BMI 209 -

Statistical  Methods in Bioinformatics:   Case Studies

Fall 2006, 1 unit


Course website: http://www.biostat.ucsf.edu/cbmb/bmi209

Lectures: Thursdays 2-3.30pm, Genentech Hall S201(Mission Bay campus) (S202 on 9/21)

Instructors: CBMB faculty <cbmb@biostat.ucsf.edu>
(Jane Fridlyand, Ru-Fang Yeh, Yuan-Yuan Xiao, Mark Segal and guest speakers) 

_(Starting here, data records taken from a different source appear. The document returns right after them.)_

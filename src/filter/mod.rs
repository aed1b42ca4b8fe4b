//! Artifact filter trees and exclusion resolution.
//!
//! Every resolved artifact may carry a filter describing which of its
//! transitive artifacts were left out during resolution. Filters arrive in
//! the resolved-graph document as loosely-typed tables:
//!
//! ```toml
//! filter = { kind = "and", filters = [
//!     { kind = "excludes", patterns = ["org.slf4j:slf4j-simple"] },
//!     { kind = "scope", scope = "runtime" },
//! ] }
//! ```
//!
//! They are translated exactly once, while the document is deserialized, into
//! the owned [`FilterNode`] enum. From then on the tree is walked without any
//! further interpretation by [`resolve_exclusions`].
//!
//! # Soft failures
//!
//! Resolution never fails. A filter kind this module does not understand
//! becomes [`FilterNode::Unsupported`] and contributes no patterns (logged at
//! `warn`). A known kind whose member list is missing is logged at `error` and
//! treated as empty. Either way the generated POM is less restrictive rather
//! than absent.

use serde::Deserialize;

/// A filter expression attached to a resolved artifact.
#[derive(Debug, Clone, PartialEq, Eq, Deserialize)]
#[serde(from = "RawFilter")]
pub enum FilterNode {
    /// Leaf filter holding `groupId:artifactId` exclusion patterns in order.
    Excludes(Vec<String>),
    /// Conjunction of child filters; contributes the union of their patterns.
    And(Vec<FilterNode>),
    /// Any filter kind without exclusion semantics here.
    Unsupported {
        /// Kind name as written in the document
        kind: String,
    },
}

impl FilterNode {
    /// Build a leaf exclusion filter.
    pub fn excludes<I, S>(patterns: I) -> Self
    where
        I: IntoIterator<Item = S>,
        S: Into<String>,
    {
        Self::Excludes(patterns.into_iter().map(Into::into).collect())
    }

    /// Build a conjunction filter.
    pub fn and(children: impl IntoIterator<Item = FilterNode>) -> Self {
        Self::And(children.into_iter().collect())
    }

    /// Name of this node's kind, used in diagnostics.
    pub fn kind(&self) -> &str {
        match self {
            Self::Excludes(_) => "excludes",
            Self::And(_) => "and",
            Self::Unsupported { kind } => kind,
        }
    }
}

/// Filter as it appears in the resolved-graph document.
///
/// `kind` selects the variant; `patterns` belongs to `excludes` filters and
/// `filters` to `and` filters. Other keys are ignored so exporters can record
/// whatever else they know about a filter.
#[derive(Debug, Clone, Deserialize)]
pub struct RawFilter {
    /// Filter kind, matched case-insensitively
    pub kind: String,
    /// Exclusion patterns of an `excludes` filter
    #[serde(default)]
    pub patterns: Option<Vec<String>>,
    /// Children of an `and` filter
    #[serde(default)]
    pub filters: Option<Vec<RawFilter>>,
}

impl From<RawFilter> for FilterNode {
    fn from(raw: RawFilter) -> Self {
        match normalize_kind(&raw.kind).as_str() {
            "excludes" => match raw.patterns {
                Some(patterns) => FilterNode::Excludes(patterns),
                None => {
                    tracing::error!(
                        "Filter '{}' has no 'patterns' list; treating it as excluding nothing",
                        raw.kind
                    );
                    FilterNode::Excludes(Vec::new())
                }
            },
            "and" => match raw.filters {
                Some(children) => FilterNode::And(children.into_iter().map(Into::into).collect()),
                None => {
                    tracing::error!(
                        "Filter '{}' has no 'filters' list; treating it as excluding nothing",
                        raw.kind
                    );
                    FilterNode::And(Vec::new())
                }
            },
            _ => FilterNode::Unsupported { kind: raw.kind },
        }
    }
}

/// Lower-case the kind and drop an `ArtifactFilter` suffix, so exporters may
/// write either `excludes` or `ExcludesArtifactFilter`.
fn normalize_kind(kind: &str) -> String {
    let lower = kind.trim().to_ascii_lowercase();
    match lower.strip_suffix("artifactfilter") {
        Some(stripped) if !stripped.is_empty() => stripped.to_string(),
        _ => lower,
    }
}

/// Flatten a filter tree into its exclusion patterns.
///
/// Patterns are returned in traversal order. Duplicates are kept; the
/// manifest builder de-duplicates them. Unsupported nodes contribute nothing
/// and emit a warning naming their kind.
pub fn resolve_exclusions(filter: Option<&FilterNode>) -> Vec<String> {
    let mut patterns = Vec::new();
    if let Some(filter) = filter {
        collect_patterns(filter, &mut patterns);
    }
    patterns
}

fn collect_patterns(filter: &FilterNode, out: &mut Vec<String>) {
    match filter {
        FilterNode::Excludes(patterns) => out.extend(patterns.iter().cloned()),
        FilterNode::And(children) => {
            for child in children {
                collect_patterns(child, out);
            }
        }
        FilterNode::Unsupported { kind } => {
            tracing::warn!("Unsupported filter {kind}");
        }
    }
}
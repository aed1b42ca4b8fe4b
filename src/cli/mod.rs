//! Command-line interface for pdeps.
//!
//! # Commands
//!
//! - `generate` - Write the management and direct POMs and report them as
//!   attached artifacts
//! - `list` - Show the dependency records one pass would produce
//!
//! # Global Options
//!
//! - `--verbose` / `--quiet` - Log level (`debug` / `error`, default `info`)
//! - `--graph` - Path to the resolved-graph document (default `resolved-graph.toml`)
//!
//! # Example
//!
//! ```bash
//! # Generate both POMs next to the project's build output
//! pdeps generate
//!
//! # Preview the compile-scope records as JSON
//! pdeps --graph build/graph.json list --scope compile --format json
//! ```

mod generate;
mod list;


use crate::constants::DEFAULT_GRAPH_FILE;
use anyhow::Result;
use clap::{Parser, Subcommand};
use std::path::PathBuf;
use tracing_subscriber::EnvFilter;

pub use generate::GenerateCommand;
pub use list::ListCommand;

/// Runtime configuration derived from the global flags.
///
/// Kept separate from [`Cli`] so tests and embedders can choose the log level
/// without going through argument parsing.
#[derive(Debug, Clone, Default)]
pub struct CliConfig {
    /// Log directive used when `RUST_LOG` is unset (`info`, `debug`, `error`)
    pub log_level: Option<String>,
}

impl CliConfig {
    #[must_use]
    pub fn new() -> Self {
        Self::default()
    }

    /// Install the global `tracing` subscriber, writing to stderr.
    ///
    /// `RUST_LOG` takes precedence over [`log_level`](Self::log_level).
    /// Calling this more than once is harmless; later calls are ignored.
    pub fn init_logging(&self) {
        let level = self.log_level.as_deref().unwrap_or("info");
        let filter = EnvFilter::try_from_default_env().unwrap_or_else(|_| EnvFilter::new(level));

        let _ = tracing_subscriber::fmt()
            .with_env_filter(filter)
            .with_writer(std::io::stderr)
            .with_target(false)
            .try_init();
    }
}

/// Generate provided-scope and compile-scope POMs from a resolved dependency graph.
#[derive(Parser, Debug)]
#[command(
    name = "pdeps",
    about = "Generate managed and direct dependency POMs from a resolved dependency graph",
    version,
    long_about = "pdeps reads a resolved dependency graph and writes two POM descriptors: \
one pinning every non-test dependency under dependencyManagement with scope provided, \
one listing the same dependencies directly with scope compile. Exclusions recorded on \
each resolved artifact are carried over."
)]
pub struct Cli {
    #[command(subcommand)]
    command: Commands,

    /// Enable debug logging
    #[arg(short, long, global = true, conflicts_with = "quiet")]
    verbose: bool,

    /// Only log errors
    #[arg(short, long, global = true)]
    quiet: bool,

    /// Path to the resolved-graph document (TOML, or JSON with a .json extension)
    #[arg(short, long, global = true, env = "PDEPS_GRAPH", value_name = "PATH")]
    graph: Option<PathBuf>,
}

#[derive(Subcommand, Debug)]
enum Commands {
    /// Generate the management and direct POM files.
    ///
    /// See [`GenerateCommand`] for options.
    Generate(GenerateCommand),

    /// List the dependency records of one generation pass.
    ///
    /// See [`ListCommand`] for options.
    List(ListCommand),
}

impl Cli {
    /// Run the command with logging configured from the global flags.
    pub async fn execute(self) -> Result<()> {
        let config = self.build_config();
        self.execute_with_config(config).await
    }

    /// Translate the global flags into a [`CliConfig`].
    #[must_use]
    pub fn build_config(&self) -> CliConfig {
        let log_level = if self.verbose {
            "debug"
        } else if self.quiet {
            "error"
        } else {
            "info"
        };

        CliConfig {
            log_level: Some(log_level.to_string()),
        }
    }

    /// Run the command with an explicit configuration.
    pub async fn execute_with_config(self, config: CliConfig) -> Result<()> {
        config.init_logging();

        let graph_path = self.graph_path();
        match self.command {
            Commands::Generate(cmd) => cmd.execute_with_graph_path(graph_path).await,
            Commands::List(cmd) => cmd.execute_with_graph_path(graph_path).await,
        }
    }

    fn graph_path(&self) -> PathBuf {
        self.graph.clone().unwrap_or_else(|| PathBuf::from(DEFAULT_GRAPH_FILE))
    }
}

Course coordinators:  Jane Fridlyand <jfridlyand@cc.ucsf.edu>
                                           Ru-Fang Yeh <rufang@biostat.ucsf.edu>

Office Hours: By appointment.

Target audience: BMI, PQB, BMS students; Interested auditors

Description 

This course offers students a series of weekly seminar-style lectures detailing methods for the analysis of high dimensional, molecular biological data through case studies. A range of statistical techniques, corresponding to frequently encountered research questions and study designs in genomics and bioinformatics, are illustrated and evaluated. Tools for performing such analyses are also described.

Objective:

This course is intended to expose students to approaches to formulating and tackling important data analytic problems that arise in the context of contemporary, high-throughput technologies.  These include DNA microarrays, ChIP-chip studies, SNP arrays, whole-genome sequence, and proteomic data. It is expected that students will acquire the ability to frame statistical hypotheses in such settings and be able to identify corresponding data analytic techniques. While such techniques will be introduced here via case studies, they pertain to more broadly encountered research questions and study domains. Examples (and the settings where they arise) include data preprocessing (expression, tiling and SNP arrays; mass spectrometry), multiple hypothesis testing (evolution, CpG island methylation), sequence analysis (motif finding), clustering (SNP arrays), and classification methods (CpG island methylation, copy number data).

Schedule:

Sep 14 (Lecture 1):  Dr. Ru Fang Yeh:
Overview of statistical issues in bioinformatics. Introduction to  microarray analysis;

Sep 21 (Lecture 2): Dr. Ru Fang Yeh:
Statistical approaches to the analysis of tiling arrays and ChIP-chip data:
Application to brain tumor data;

Sep 28 (Lecture 3): Dr. Yuan-Yuan Xiao
 Low –level analysis of SNP Chip data: Genotyping HapMap data;

 Oct 5 (Lecture 4): Dr. Jane Fridlyand
 Copy number arrays and example of  meta-analysis of genomic data:
 Demonstration of the methodology on the breast cancer data;

 Oct 12 (Lecture 5): Dr. Jane Fridlyand
 Classification in genomics and metabolomics: Application to tumor data; 

 Oct 19 (Lecture 6): Dr. Mark Segal
 Validation in genomics: CpG island methylation revisited;

Oct 26 (Lecture 7): Drs. Mark Segal & Yuan-Yuan Xiao
E-values for protein database searches based on tandem mass spectrometry scoring;
Case study in proteomic mass-spectrometry: Coronary artery disease data;

Nov 2 (Lecture 8): Dr. Haiyan Huang, UC Berkeley
A statistical framework to infer functional gene associations from multiple biologically
interrelated microarray experiments: application to yeast and human data;

Nov 9 (Lecture 9): Dr. Imola Fodor, LLNL
Phenotypic characterization of Yersinia pestis;

Nov 16 (Lecture 10): Dr. Katie Pollard, UC Davis
Detecting lineage-specific evolution of DNA.

 

Grades: 
  100% - classroom participation

Textbook:
    The Elements of Statistical Learning by T. Hastie, R. Tibshirani, J. H. Friedman. 2001. Springer.

Recommended readings:

1. Bioinformatics and Computational Biology Solutions using R and Bioconductor, edited by R. Gentleman et al. 2005. Springer.
2. Statistical Analysis of Gene Expression Microarray Data, edited by T.P. Speed. 2003. Chapman & Hall/CRC.
3. A Primer of Genome Science by G. Gibson & S.V. Muse. 2001. Sinauer Associates.